Здесь отступление в форме совета: если вам когда-нибудь, подобно мне, доведется иметь дело с русскими вдовами, оберегающими значительные творческие архивы, не удивляйтесь их осторожности, долгим вступительным беседам, даже недоверчивости. Ведь вы – что ни говори – иностранцы, а законы, традиции и интеллектуальный опыт этой страны таковы, какими они сложились. Это первое. Второе – к вдовам стучатся и разные прохиндеи, фанатики, опасные в подобной ситуации маньяки. Надо быть чутким психологом, чтобы не навредить другим или себе. Третье – сюда прибывают люди с Запада, обычно вполне приличные, но воспитанные в атмосфере свободы и не слишком понимающие, что из открытого им нужно оставить при себе, а что можно придать публичной огласке, чтобы, благополучно вернувшись домой, не навлечь беду на своих русских собеседников. Ах, эта обаятельная, радостно улыбающаяся, бесконечно восторгающаяся и доверчивая западная молодежь!

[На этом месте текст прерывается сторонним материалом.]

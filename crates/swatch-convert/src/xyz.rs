//! Linear RGB / CIE XYZ conversion with a D50 white point.
//!
//! Print workflows reference the ICC profile connection space, which is
//! D50-adapted, so the matrices here are the Bradford-adapted sRGB pair
//! rather than the native D65 ones. Both directions are plain 3x3
//! multiplies over linear-light values with Y normalized to 1.

/// D50 reference white (ICC PCS), Y normalized to 1.
pub const D50_WHITE: [f64; 3] = [0.96422, 1.0, 0.82521];

/// Linear sRGB -> XYZ (D50), Bradford-adapted.
const RGB_TO_XYZ: [[f64; 3]; 3] = [
    [0.436_074_7, 0.385_064_9, 0.143_080_4],
    [0.222_504_5, 0.716_878_6, 0.060_616_9],
    [0.013_932_2, 0.097_104_5, 0.714_173_3],
];

/// XYZ (D50) -> linear sRGB, inverse of [`RGB_TO_XYZ`].
const XYZ_TO_RGB: [[f64; 3]; 3] = [
    [3.133_856_1, -1.616_866_7, -0.490_614_6],
    [-0.978_768_4, 1.916_141_5, 0.033_454_0],
    [0.071_945_3, -0.228_991_4, 1.405_242_7],
];

#[inline]
fn mul(m: &[[f64; 3]; 3], v: [f64; 3]) -> [f64; 3] {
    [
        m[0][0] * v[0] + m[0][1] * v[1] + m[0][2] * v[2],
        m[1][0] * v[0] + m[1][1] * v[1] + m[1][2] * v[2],
        m[2][0] * v[0] + m[2][1] * v[1] + m[2][2] * v[2],
    ]
}

/// Converts linear sRGB to XYZ (D50).
///
/// Input must be linear light (EOTF already applied).
#[inline]
pub fn linear_rgb_to_xyz(rgb: [f64; 3]) -> [f64; 3] {
    mul(&RGB_TO_XYZ, rgb)
}

/// Converts XYZ (D50) to linear sRGB.
///
/// Output is linear light and may fall outside [0, 1] for XYZ values
/// outside the sRGB gamut; callers clamp at the 8-bit boundary.
#[inline]
pub fn xyz_to_linear_rgb(xyz: [f64; 3]) -> [f64; 3] {
    mul(&XYZ_TO_RGB, xyz)
}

Сколько раз, видя, как они благоговейно входят в писательские дома, чтобы терпеливо выслушивать ответы на длинный перечень заготовленных заранее главных вопросов, я обменивался с хозяевами понимающими взглядами, выражавшими мысль: симпатичные, славные ребята, но – БОЖЕ МИЛОСТИВЫЙ, ЧТО ОНИ ПОТОМ ТАМ У СЕБЯ НАПИШУТ И ОПУБЛИКУЮТ? Да, я вместе с русскими платил унизительную цену признания ненормальных правил, ведь во всем этом главным, тем не менее, оставалось элементарное человеческое право делиться с другими собственным или самого близкого человека духовным наследием. Наконец, четвертая предпосылка недоверия, с каким можно было встретиться: сложные ситуации во взаимоотношениях различных групп, личные обиды, проявления злопамятства, последствия актуальных публикаций, иногда желание такого посмертного освещения самого дорогого человека, чтобы он выглядел более монолитным и бронзовым. И, впятых, о чем уже была речь – они хотят знать, серьезный ли вы человек, действительно ли вы интересуетесь самым важным для них лицом или, может быть, другие великие усопшие интересуют вас больше. Когда я упоминал порой – самым осторожным образом, что кроме человека, память о котором берегут в этом конкретном доме, меня интересуют и другие, что я намерен посетить и иные подобные семьи, разговор иногда начинал искрить и потрескивать: появлялось напряжение. Не удивляйтесь, не улыбайтесь, уважьте этих людей, ступайте легко и осторожно.